Vaccino Johnson & Johnson in Italia, se ok Ema ed Aifa da domani via alla distribuzione delle dosi

di Redazione Blitz
Pubblicato il 20 Aprile 2021 12:00 | Ultimo aggiornamento: 20 Aprile 2021 14:07
Vaccino Johnson & Johnson in Italia, se ok Ema ed Aifa da domani via alla distribuzione delle dosi

Vaccino Johnson & Johnson in Italia, se ok Ema ed Aifa da domani via alla distribuzione delle dosi (Foto Ansa)

Se Ema e Aifa daranno il via libera al vaccino Johnson & Johnson in Italia, la struttura Commisariale per l’Emergenza è pronta ad assegnare già da domani, 21 aprile, le 184mila dosi di Janssen a Pratica di Mare alle varie regioni. 

La conferenza stampa di Ema sul vaccino di Johnson & Johnson e su eventuali casi di eventi tromboembolici ad esso collegati è stata convocata per il pomeriggio di oggi, 20 aprile. 

Magrini (Aifa): “Spero nell’ok al vaccino Johnson & Johnson in Italia”

Favorevole ad un via libera di Johnson & Johnson Nicola Magrini, direttore generale dell’Aifa (Agenzia italiana del farmaco). “Auspico che già da domani (oggi, ndr) pomeriggio o sera vi possa essere una liberatoria o un semaforo verde per questo vaccino, fermato per la bassissima frequenza, un caso su un milione di vaccinati negli Usa, di una sindrome poco conosciuta e rarissima associata”.

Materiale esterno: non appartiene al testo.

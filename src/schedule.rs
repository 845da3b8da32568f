// src/schedule.rs

use crate::model::FileSet;
use std::path::PathBuf;

/// Placeholder replaced by the rotation index in [`ROTATING_TEMPLATES`]
const INDEX_PLACEHOLDER: &str = "{n}";

/// A single-file commit: path, content, message
#[derive(Debug, Clone, Copy)]
pub struct FileTemplate {
    pub path: &'static str,
    pub content: &'static str,
    pub message: &'static str,
}

const fn file(path: &'static str, content: &'static str, message: &'static str) -> FileTemplate {
    FileTemplate { path, content, message }
}

/// A themed batch emitted once, in order, before the rotation starts
#[derive(Debug)]
pub struct Phase {
    pub name: &'static str,
    pub files: &'static [FileTemplate],
}

pub const PHASES: &[Phase] = &[
    Phase {
        name: "introduction",
        files: &[file(
            "README.md",
            "# DevOps Learning Journey 2021\n\nLearning DevOps throughout 2021",
            "Initial commit - Start DevOps learning journey",
        )],
    },
    Phase {
        name: "linux and bash",
        files: &[
            file("scripts/disk_check.sh", "#!/bin/bash\ndf -h\n", "Add disk space check script"),
            file("scripts/backup.sh", "#!/bin/bash\ntar -czf backup.tar.gz /data\n", "Add backup script"),
            file("scripts/monitor.sh", "#!/bin/bash\ntop -bn1 | head -20\n", "Add monitoring script"),
            file(".gitignore", "*.log\n*.swp\n.DS_Store\n", "Add gitignore"),
        ],
    },
    Phase {
        name: "docker",
        files: &[
            file(
                "docker/Dockerfile",
                "FROM nginx:alpine\nCOPY index.html /usr/share/nginx/html/\n",
                "Add nginx Dockerfile",
            ),
            file("docker/index.html", "<h1>DevOps 2021</h1>\n", "Add HTML file"),
            file(
                "docker-compose.yml",
                "version: \"3\"\nservices:\n  web:\n    build: .\n    ports:\n      - \"80:80\"\n",
                "Add docker-compose",
            ),
        ],
    },
    Phase {
        name: "kubernetes",
        files: &[
            file(
                "kubernetes/deployment.yaml",
                "apiVersion: apps/v1\nkind: Deployment\nmetadata:\n  name: app\n",
                "Add K8s deployment",
            ),
            file(
                "kubernetes/service.yaml",
                "apiVersion: v1\nkind: Service\nmetadata:\n  name: app-service\n",
                "Add K8s service",
            ),
            file("terraform/main.tf", "provider \"aws\" {\n  region = \"us-east-1\"\n}\n", "Add Terraform config"),
        ],
    },
    Phase {
        name: "ci/cd",
        files: &[
            file(
                ".github/workflows/ci.yml",
                "name: CI\non: [push]\njobs:\n  test:\n    runs-on: ubuntu-latest\n",
                "Add GitHub Actions",
            ),
            file(
                "ansible/playbook.yml",
                "---\n- hosts: all\n  tasks:\n    - name: Install Docker\n",
                "Add Ansible playbook",
            ),
            file("monitoring/prometheus.yml", "global:\n  scrape_interval: 15s\n", "Add Prometheus config"),
        ],
    },
];

/// Cycled forever once every phase has been emitted
pub const ROTATING_TEMPLATES: &[FileTemplate] = &[
    file("scripts/util_{n}.sh", "#!/bin/bash\necho \"Script {n}\"\n", "Add utility script {n}"),
    file("docker/app_{n}/Dockerfile", "FROM alpine\nLABEL app=\"app-{n}\"\nRUN apk add curl\n", "Add Dockerfile for app {n}"),
    file("kubernetes/config_{n}.yaml", "apiVersion: v1\nkind: ConfigMap\nmetadata:\n  name: config-{n}\n", "Add ConfigMap {n}"),
    file("docs/guide_{n}.md", "# Guide {n}\n\nDocumentation\n", "Add documentation {n}"),
    file(
        "terraform/resource_{n}.tf",
        "resource \"aws_instance\" \"server_{n}\" {}\n",
        "Add Terraform resource {n}",
    ),
    file("scripts/deploy_{n}.sh", "#!/bin/bash\necho \"Deploying {n}\"\n", "Add deployment script {n}"),
    file("monitoring/alert_{n}.yml", "alert: High CPU {n}\n", "Add alert rule {n}"),
];

/// What to commit next, minus the timestamp
#[derive(Debug, Clone, PartialEq, Eq)]
pub struct CommitPlan {
    pub message: String,
    pub files: FileSet,
}

impl FileTemplate {
    /// Substitutes `index` for every `{n}` in path, content and message.
    pub fn render(&self, index: usize) -> CommitPlan {
        let index = index.to_string();
        let fill = |s: &str| s.replace(INDEX_PLACEHOLDER, &index);

        let mut files = FileSet::new();
        files.insert(PathBuf::from(fill(self.path)), fill(self.content));
        CommitPlan { message: fill(self.message), files }
    }
}

/// Infinite sequence of commit plans: the fixed phases first, then the
/// rotating templates with an index that grows by one per commit.
#[derive(Debug, Default)]
pub struct Schedule {
    phase: usize,
    file: usize,
    rotation: usize,
}

impl Schedule {
    pub fn new() -> Self {
        Self::default()
    }

    /// Number of commits the fixed phases contribute before rotation begins.
    pub fn phase_len() -> usize {
        PHASES.iter().map(|p| p.files.len()).sum()
    }
}

impl Iterator for Schedule {
    type Item = CommitPlan;

    fn next(&mut self) -> Option<CommitPlan> {
        while let Some(phase) = PHASES.get(self.phase) {
            if let Some(template) = phase.files.get(self.file) {
                self.file += 1;
                tracing::trace!(phase = phase.name, path = template.path, "phase entry");
                return Some(template.render(0));
            }
            self.phase += 1;
            self.file = 0;
        }

        let template = &ROTATING_TEMPLATES[self.rotation % ROTATING_TEMPLATES.len()];
        let plan = template.render(self.rotation);
        self.rotation += 1;
        Some(plan)
    }
}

“Spererei – ha aggiunto ieri Magrini – che già domani potessimo riprendere a dare un segnale di semaforo verde e da mercoledì ripartire. Se così non fosse, perché Fda non darà un responso definitivo, speriamo sia comunque entro la settimana”.

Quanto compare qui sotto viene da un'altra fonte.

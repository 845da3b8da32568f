// src/cli.rs

use crate::error::Result;
use crate::model::{DateRange, Identity};
use chrono::NaiveDate;
use clap::Parser;
use std::path::PathBuf;

#[derive(Parser, Debug)]
#[command(author, version, about, long_about = None)]
pub struct Args {
    /// Directory of the repository to create or extend
    #[arg(short, long, default_value = ".")]
    pub repo: PathBuf,

    /// Number of commits to create
    #[arg(short = 'n', long, default_value_t = 624)]
    pub count: usize,

    /// Calendar year the commits are spread across
    #[arg(short, long, default_value_t = 2021)]
    pub year: i32,

    /// First day of the range (YYYY-MM-DD), overrides the start of --year
    #[arg(long)]
    pub start: Option<NaiveDate>,

    /// Last day of the range (YYYY-MM-DD), overrides the end of --year
    #[arg(long)]
    pub end: Option<NaiveDate>,

    /// Seed for the timestamp sampler, for reproducible histories
    #[arg(long)]
    pub seed: Option<u64>,

    /// How commits are written
    #[arg(long, value_enum, default_value_t = Backend::Libgit2)]
    pub backend: Backend,

    /// Author and committer name
    #[arg(long, default_value = "DevOps Learner")]
    pub author_name: String,

    /// Author and committer email
    #[arg(long, default_value = "devops@example.com")]
    pub author_email: String,

    /// Enable debug logging
    #[arg(short, long)]
    pub verbose: bool,
}

#[derive(clap::ValueEnum, Clone, Debug, Copy, PartialEq, Eq)]
pub enum Backend {
    /// Write objects in-process through libgit2
    Libgit2,
    /// Invoke the `git` executable for every operation
    Cli,
}

impl Args {
    pub fn date_range(&self) -> Result<DateRange> {
        let year = DateRange::year(self.year)?;
        DateRange::new(self.start.unwrap_or(year.start()), self.end.unwrap_or(year.end()))
    }

    pub fn identity(&self) -> Identity {
        Identity { name: self.author_name.clone(), email: self.author_email.clone() }
    }
}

Nel considerare i diversi atteggiamenti di Europa va tenuto conto, per Magrini, “delle asimmetrie di qua e di la dall’Atlantico”. “Negli Usa – ha ricordato – non hanno il problema di fabbisogno di dosi come l’Europa ma hanno un surplus vaccinale tale per cui possono anche mettere un vaccino, o anche due, in stand by”.

In Europa, invece, “abbiamo bisogno di questo quarto vaccino”. “L’orientamento di massima precauzione che si potrebbe tenere – ha concluso il dg Aifa – potrebbe essere quello di indicare il vaccino J&J solo per la popolazione più anziana, considerando che i rarissimi eventi che i sono verificati hanno riguardato tutti persone con meno di 55 anni”.  

L’Oms: “Vaccino Johnson & Johnson, pochissimi casi di trombosi”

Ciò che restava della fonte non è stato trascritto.